L'exemple d'Andorre :

Vis-à-vis d'Andorre, le sujet est radicalement différent : l'opacité pour le fisc français est plus importante en raison de l'exercice coutumier de la co-souveraineté entre le Chef de l'Etat français et l'évêché d'Urgell depuis 1607 sur le territoire. Une situation qui a permis face aux délégués français et épiscopal espagnol (les viguiers) de laisser le pouvoir de fait aux Andorrans. La constitution précise en effet « Sauf dans les cas prévus par la Constitution, les Coprinces ne sont pas responsables. La responsabilité de leurs actes incombe aux Autorités de l'Andorre qui les contresignent. »

La difficile résorbsion des paradis bancaires fiscaux

Ainsi, dans ces cas d'espèce proches de la France, se trouve en quelque sorte résumée la question politique de l'opacité bancaire et de la concurrence fiscale en ce qui concerne les paradis bancaires fiscaux, Andorre comme Monaco étant considérés comme d'authentiques paradis fiscaux et bancaires pour les autres états de l'Union Européenne. Les paradis bancaires fiscaux sont ainsi généralement de petites juridictions disposant de peu de ressources et qui ont vu dans l'édification de législations fiscales très protectrices des investisseurs, la seule façon de pouvoir se développer face à leurs puissants voisins. Ainsi en est-il par exemple des paradis bancaires situés dans les Caraïbes ou les îles du Pacifique. A part les ressources touristiques, ce sont des entités qui ne disposent généralement d'aucune ressource propre et qui ne recourent à l'attractivité bancaire et fiscale que comme un ultime effort de développement. Or, la difficulté résidera dans la possibilité de pouvoir offrir à ces pays une « monnaie d'échange » afin de leur permettre de continuer à subsister. La stabilité politique de certaines de ces entités est en jeu.

Il est indispensable de bien comprendre que l'établissement du secret bancaire dans ces pays a permis l'afflux de capitaux (souvent douteux mais pas toujours), en assurant impunité et sécurité aux déposants.

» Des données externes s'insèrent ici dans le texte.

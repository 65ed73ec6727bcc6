use std::path::PathBuf;

/// Why a configuration could not be produced.
#[derive(Debug, thiserror::Error)]
pub enum ConfigError {
    #[error("no config file at {}", .0.display())]
    NotFound(PathBuf),

    #[error("cannot access {}: {source}", path.display())]
    Io {
        path: PathBuf,
        #[source]
        source: std::io::Error,
    },

    #[error("{}: invalid TOML: {message}", path.display())]
    Parse { path: PathBuf, message: String },

    #[error("this platform has no config directory")]
    NoConfigDir,

    /// Every out-of-range or malformed field, in section order.
    #[error("invalid config: {}", .0.join("; "))]
    Invalid(Vec<String>),
}

/// Failures of a call against the remote backend.
///
/// Tracking code never lets these reach the caller; see
/// `garden_tracking::policy` for how each variant is handled.
#[derive(Debug, Clone, PartialEq, Eq, thiserror::Error)]
pub enum TrackingError {
    #[error("network: {0}")]
    Network(String),

    #[error("HTTP {status}: {message}")]
    Remote { status: u16, message: String },

    #[error("rate limited by backend")]
    RateLimited,

    #[error("backend quota exhausted")]
    QuotaExceeded,

    #[error("not authorized: {0}")]
    Unauthorized(String),

    #[error("unexpected response: {0}")]
    Decode(String),

    #[error("change subscription failed: {0}")]
    Subscription(String),

    #[error("backend is shut down")]
    Closed,
}

impl TrackingError {
    /// The backend is asking the client to back off.
    pub fn is_rate_limit(&self) -> bool {
        matches!(self, Self::RateLimited | Self::QuotaExceeded)
    }
}

/// Top-level error of the `garden-tracker` binary.
#[derive(Debug, thiserror::Error)]
pub enum GardenError {
    #[error(transparent)]
    Config(#[from] ConfigError),

    #[error(transparent)]
    Tracking(#[from] TrackingError),

    #[error(transparent)]
    Io(#[from] std::io::Error),

    #[error(transparent)]
    Json(#[from] serde_json::Error),

    #[error("{0}")]
    Other(String),
}

pub type Result<T, E = GardenError> = std::result::Result<T, E>;
//! HTTP plumbing for PostgREST and Edge Functions: headers, status
//! classification, and `Content-Range` parsing.

use garden_common::TrackingError;

/// Longest error body excerpt kept in `TrackingError::Remote`.
const MAX_ERROR_BODY: usize = 200;

/// Map a non-success HTTP response to a `TrackingError`.
///
/// Rate-limit and quota signals are recognised both by status code and by
/// the wording AI-backed functions put in their error bodies.
pub(crate) fn classify_status(status: u16, body: &str) -> TrackingError {
    let lower = body.to_ascii_lowercase();
    if status == 429 || lower.contains("rate limit") || lower.contains("too many requests") {
        return TrackingError::RateLimited;
    }
    if status == 402 || lower.contains("quota") || lower.contains("credits") {
        return TrackingError::QuotaExceeded;
    }
    let excerpt: String = body.chars().take(MAX_ERROR_BODY).collect();
    match status {
        401 | 403 => TrackingError::Unauthorized(excerpt),
        _ => TrackingError::Remote {
            status,
            message: excerpt,
        },
    }
}

/// Map a transport failure to a `TrackingError`.
pub(crate) fn network_error(err: reqwest::Error) -> TrackingError {
    if err.is_timeout() {
        TrackingError::Network(format!("request timed out: {err}"))
    } else {
        TrackingError::Network(err.to_string())
    }
}

/// Total row count from a PostgREST `Content-Range` header.
///
/// The header looks like `0-24/3573`, or `*/0` when no rows matched.
pub(crate) fn parse_content_range(header: &str) -> Option<u64> {
    let (_, total) = header.rsplit_once('/')?;
    total.trim().parse().ok()
}
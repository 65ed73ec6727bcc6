//! Validation for the `[tracking]` and `[status]` sections.

use crate::schema::GardenConfig;

use super::helpers::validate_range;

/// Validate tracking cadences.
pub(crate) fn validate_tracking(errors: &mut Vec<String>, config: &GardenConfig) {
    validate_range(
        errors,
        "tracking.heartbeat_interval_secs",
        config.tracking.heartbeat_interval_secs,
        5,
        600,
    );
    validate_range(
        errors,
        "tracking.presence_interval_secs",
        config.tracking.presence_interval_secs,
        30,
        3600,
    );
}

/// Validate the display-only admin list.
pub(crate) fn validate_status(errors: &mut Vec<String>, config: &GardenConfig) {
    for email in &config.status.admin_display_list {
        if !email.contains('@') {
            errors.push(format!(
                "status.admin_display_list entry {email:?} is not an email address"
            ));
        }
    }
}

Ceci était particulièrement utile à l'époque où les législations nationales notamment occidentales tentaient d'endiguer l'évasion des capitaux en utilisant des exit tax plutôt que de s'interroger sur les raisons de ces départs massifs. Les taux de prélèvements presque confiscatoires de certains pays (notamment la France) impliquaient de la part des pays d'accueil à moindre fiscalité d'offrir la couverture de leurs secrets bancaires à ces patrimoines fuyant l'absence de concurrence fiscale. Il en est de même pour des juridictions plus proches de nous et au statut fiscal particulier comme la Polynésie française, et St Pierre et Miquelon, deux régions française qui sont reconnues comme « paradis fiscaux » et stigmatisées comme tels par le Portugal et l'Italie [1]. Il est aisé d'imaginer les conséquences politiques d'un réaménagement de leurs statuts fiscaux, qui constituent un élément important de leur stratégie de développement économique.

Etablir une transparence bancaire globale mais défendre la concurrence fiscale

En définitive, il faut bien comprendre qu'aujourd'hui, le problème se pose différemment. Le développement du crime organisé et de la finance créative impliquent sans aucun doute qu'une pression soit effectuée à l'encontre du secret bancaire des entités les moins régulées. Il faut cependant que cette négociation ne s'effectue pas en soldant l'enjeu fiscal par pertes et profits. Il est en effet particulièrement important, dans un univers économique mondialisé, que la transparence réclamée par les Etats à forte fiscalité et à secret bancaire faible, soit contrebalancée par une vraie concurrence fiscale non faussée. Pour ce faire, ces pays ne doivent pas multiplier les entraves à la libre circulation des capitaux et des patrimoines. Certains pays, comme le Canada par exemple, font les pires difficultés à la libre domiciliation fiscale de leurs ressortissants : imposition de plus-values latentes, exit tax etc…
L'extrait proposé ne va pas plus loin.